1. A computer-implemented method for geostatistical reservoir modeling, the method comprising:

a) obtaining a prior probability distribution function using primary data;

b) obtaining a likelihood probability distribution function, via a computer processor, using secondary data, wherein the likelihood probability distribution function is obtained using a Gaussian mixture model that models non-linear relationship between the primary data and secondary data;

c) combining the prior probability distribution function with the likelihood probability distribution function to generate a posterior probability distribution function; and

d) outputting a reservoir model based on the posterior probability distribution function.

2. The method of claim 1, wherein the primary data directly measures a physical property of the reservoir.

3. The method of claim 1, wherein the secondary data indirectly measures a property of the reservoir.

4. The method of claim 1, wherein an Expectation-Maximum algorithm finds a set of Gaussian probability distribution functions to account for non-Gaussian relation between the primary data and secondary data.

5. The method of claim 1, wherein the posterior probability distribution function calculates a statistic selected from the group consisting of: mean, variance, p10, p90, and any combination thereof.

6. The method of claim 1, wherein the prior probability distribution function and the likelihood probability distribution function are combined by Kriging.

7. The method of claim 1, wherein the primary data is selected from the group consisting of: porosity, permeability, rock type, bitumen, organic carbon content and any combination thereof.

8. The method of claim 1, wherein the secondary data is selected from the group consisting of: inversed multiple seismic attributes, geologic map, geomechanical property, reservoir property previously modeled and any combination thereof.

9. A computer-implemented method for geostatistical reservoir modeling, the method comprising:

a) obtaining a prior probability distribution function using primary data that directly measures a physical property of the reservoir;

b) obtaining a likelihood probability distribution function, via a computer processor, using secondary data, wherein the likelihood probability distribution function is obtained using a Gaussian mixture model that models non-linear relationship between the primary data and secondary data;

c) combining the prior probability distribution function with the likelihood probability distribution function to generate a posterior probability distribution function; and

d) outputting a reservoir model based on the posterior probability distribution function.

10. The method of claim 9, wherein the secondary data indirectly measures a property of the reservoir.

11. The method of claim 9, wherein an Expectation-Maximum algorithm finds a set of Gaussian probability distribution functions to account for non-Gaussian relation between the primary data and secondary data.

12. The method of claim 9, wherein the posterior probability distribution function calculates a statistic selected from the group consisting of: mean, variance, p10, p90, and any combination thereof.

13. The method of claim 9, wherein the prior probability distribution function and the likelihood probability distribution function are combined by Kriging.

14. The method of claim 9, wherein the primary data is selected from the group consisting of: porosity, permeability, rock type, bitumen, organic carbon content and any combination thereof.

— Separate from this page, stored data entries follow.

//! Database module for persistent storage.
//!
//! Uses rusqlite (SQLite) with a thread-safe `Database` handle.
//! All access is serialized through a `Mutex<Connection>`. Each entity
//! collection has its own `*_repo` module of free functions over `&Database`.

use std::path::{Path, PathBuf};
use std::sync::{Arc, Mutex};

use chrono::{DateTime, Utc};
use rusqlite::{Connection, Transaction};

pub mod account_repo;
pub mod error;
pub mod evaluation_repo;
pub mod guidance_repo;
pub mod migrations;
pub mod report_repo;
pub mod student_repo;
pub mod supervisor_repo;

pub use error::DatabaseError;

/// Thread-safe database handle wrapping a single rusqlite connection.
///
/// Cloning is cheap (inner `Arc`). The connection is opened once at startup
/// and reused for every request.
#[derive(Clone)]
pub struct Database {
    conn: Arc<Mutex<Connection>>,
}

impl Database {
    /// Opens (or creates) the database at the given path and runs all
    /// pending migrations.
    pub fn open(path: &Path) -> Result<Self, DatabaseError> {
        if let Some(parent) = path.parent() {
            if !parent.as_os_str().is_empty() {
                std::fs::create_dir_all(parent).map_err(|e| DatabaseError::Io {
                    path: parent.to_path_buf(),
                    source: e,
                })?;
            }
        }

        let conn = Connection::open(path)?;
        conn.execute_batch("PRAGMA journal_mode=WAL; PRAGMA foreign_keys=ON;")?;

        migrations::run_all(&conn)?;

        log::info!("Database opened at {}", path.display());

        Ok(Self::from_connection(conn))
    }

    /// Opens a database from a connection URI.
    ///
    /// Accepts a bare path, a `sqlite://` / `sqlite:` prefixed path, or
    /// `:memory:`.
    pub fn open_uri(uri: &str) -> Result<Self, DatabaseError> {
        let trimmed = uri.trim();
        let path = trimmed
            .strip_prefix("sqlite://")
            .or_else(|| trimmed.strip_prefix("sqlite:"))
            .unwrap_or(trimmed);

        if path.is_empty() {
            return Err(DatabaseError::InvalidUri(uri.to_string()));
        }
        if path == ":memory:" {
            return Self::open_in_memory();
        }
        Self::open(Path::new(path))
    }

    /// Opens an in-memory database for testing. Runs all migrations.
    pub fn open_in_memory() -> Result<Self, DatabaseError> {
        let conn = Connection::open_in_memory()?;
        conn.execute_batch("PRAGMA foreign_keys=ON;")?;

        migrations::run_all(&conn)?;

        Ok(Self::from_connection(conn))
    }

    fn from_connection(conn: Connection) -> Self {
        Self {
            conn: Arc::new(Mutex::new(conn)),
        }
    }

    /// Provides locked access to the underlying connection.
    pub fn with_conn<F, T>(&self, f: F) -> Result<T, DatabaseError>
    where
        F: FnOnce(&Connection) -> Result<T, DatabaseError>,
    {
        let conn = self.conn.lock().map_err(|_| DatabaseError::LockPoisoned)?;
        f(&conn)
    }

    /// Runs `f` inside a transaction. Commits on `Ok`, rolls back on `Err`.
    pub fn with_tx<F, T>(&self, f: F) -> Result<T, DatabaseError>
    where
        F: FnOnce(&Transaction<'_>) -> Result<T, DatabaseError>,
    {
        let mut conn = self.conn.lock().map_err(|_| DatabaseError::LockPoisoned)?;
        let tx = conn.transaction()?;
        let value = f(&tx)?;
        tx.commit()?;
        Ok(value)
    }
}

/// Outcome of a create-or-fetch keyed by email.
#[derive(Debug, Clone, PartialEq)]
pub enum Upserted<T> {
    /// A new record was written.
    Created(T),
    /// A record already existed and was returned unchanged.
    Existing(T),
}

impl<T> Upserted<T> {
    pub fn is_created(&self) -> bool {
        matches!(self, Upserted::Created(_))
    }

    pub fn into_inner(self) -> T {
        match self {
            Upserted::Created(value) | Upserted::Existing(value) => value,
        }
    }

    pub fn as_inner(&self) -> &T {
        match self {
            Upserted::Created(value) | Upserted::Existing(value) => value,
        }
    }
}

/// Generates a new record identifier.
pub fn new_id() -> String {
    uuid::Uuid::new_v4().simple().to_string()
}

/// Current time in the stored timestamp format.
pub(crate) fn now_timestamp() -> String {
    encode_time(&chrono::Utc::now())
}

/// Formats a timestamp for storage. The fixed width keeps text ordering
/// equal to time ordering.
pub(crate) fn encode_time(value: &DateTime<Utc>) -> String {
    value.to_rfc3339_opts(chrono::SecondsFormat::Millis, true)
}

pub(crate) fn decode_time(raw: &str) -> Result<DateTime<Utc>, DatabaseError> {
    DateTime::parse_from_rfc3339(raw)
        .map(|dt| dt.with_timezone(&Utc))
        .map_err(|_| DatabaseError::InvalidTimestamp(raw.to_string()))
}

/// Returns the canonical database path: `~/.reportify/data/reportify.db`.
pub fn default_database_path() -> Option<PathBuf> {
    dirs::home_dir().map(|h| h.join(".reportify").join("data").join("reportify.db"))
}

15. The method of claim 9, wherein the secondary data is selected from the group consisting of: inversed multiple seismic attributes, geologic map, geomechanical property, reservoir property previously modeled and any combination thereof.

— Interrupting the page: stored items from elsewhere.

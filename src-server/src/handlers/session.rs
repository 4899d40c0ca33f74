//! The caller's session: who they are and where they may go.

use axum::{
    extract::{Query, State},
    Json,
};
use reportify::{
    auth::{accessible_pages, guard_path, landing_path, GuardOutcome},
    Identity, Operation,
};
use serde::{Deserialize, Serialize};

use crate::{auth::Caller, error::ApiError, state::AppState};

#[derive(Debug, Serialize)]
#[serde(rename_all = "camelCase")]
pub struct Session {
    #[serde(flatten)]
    pub identity: Identity,
    pub landing: &'static str,
    pub pages: Vec<&'static str>,
    /// What the page at `?path=` should do for this caller.
    #[serde(skip_serializing_if = "Option::is_none")]
    pub guard: Option<GuardOutcome>,
    #[serde(skip_serializing_if = "Option::is_none")]
    pub upload_signature_endpoint: Option<String>,
}

#[derive(Debug, Deserialize)]
pub struct SessionQuery {
    path: Option<String>,
}

pub async fn show(
    State(state): State<AppState>,
    Caller(caller): Caller,
    Query(query): Query<SessionQuery>,
) -> Result<Json<Session>, ApiError> {
    caller.authorize(Operation::SessionRead)?;
    let roles = caller.roles();

    Ok(Json(Session {
        landing: landing_path(&roles),
        pages: accessible_pages(&roles),
        guard: query.path.as_deref().map(|path| guard_path(path, true, &roles)),
        upload_signature_endpoint: state.config.uploads.signature_endpoint.clone(),
        identity: caller,
    }))
}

16. A computer-implemented method for geostatistical reservoir modeling, the method comprising:

a) obtaining a prior probability distribution function using primary data that directly measures a physical property of the reservoir;

b) obtaining a likelihood probability distribution function, via a computer processor, using secondary data that indirectly measures a property of the reservoir, wherein the likelihood probability distribution function is obtained using a Gaussian mixture model that models non-linear relationship between the primary data and secondary data;

c) combining the prior probability distribution function with the likelihood probability distribution function to generate a posterior probability distribution function; and

d) outputting a reservoir model based on the posterior probability distribution function.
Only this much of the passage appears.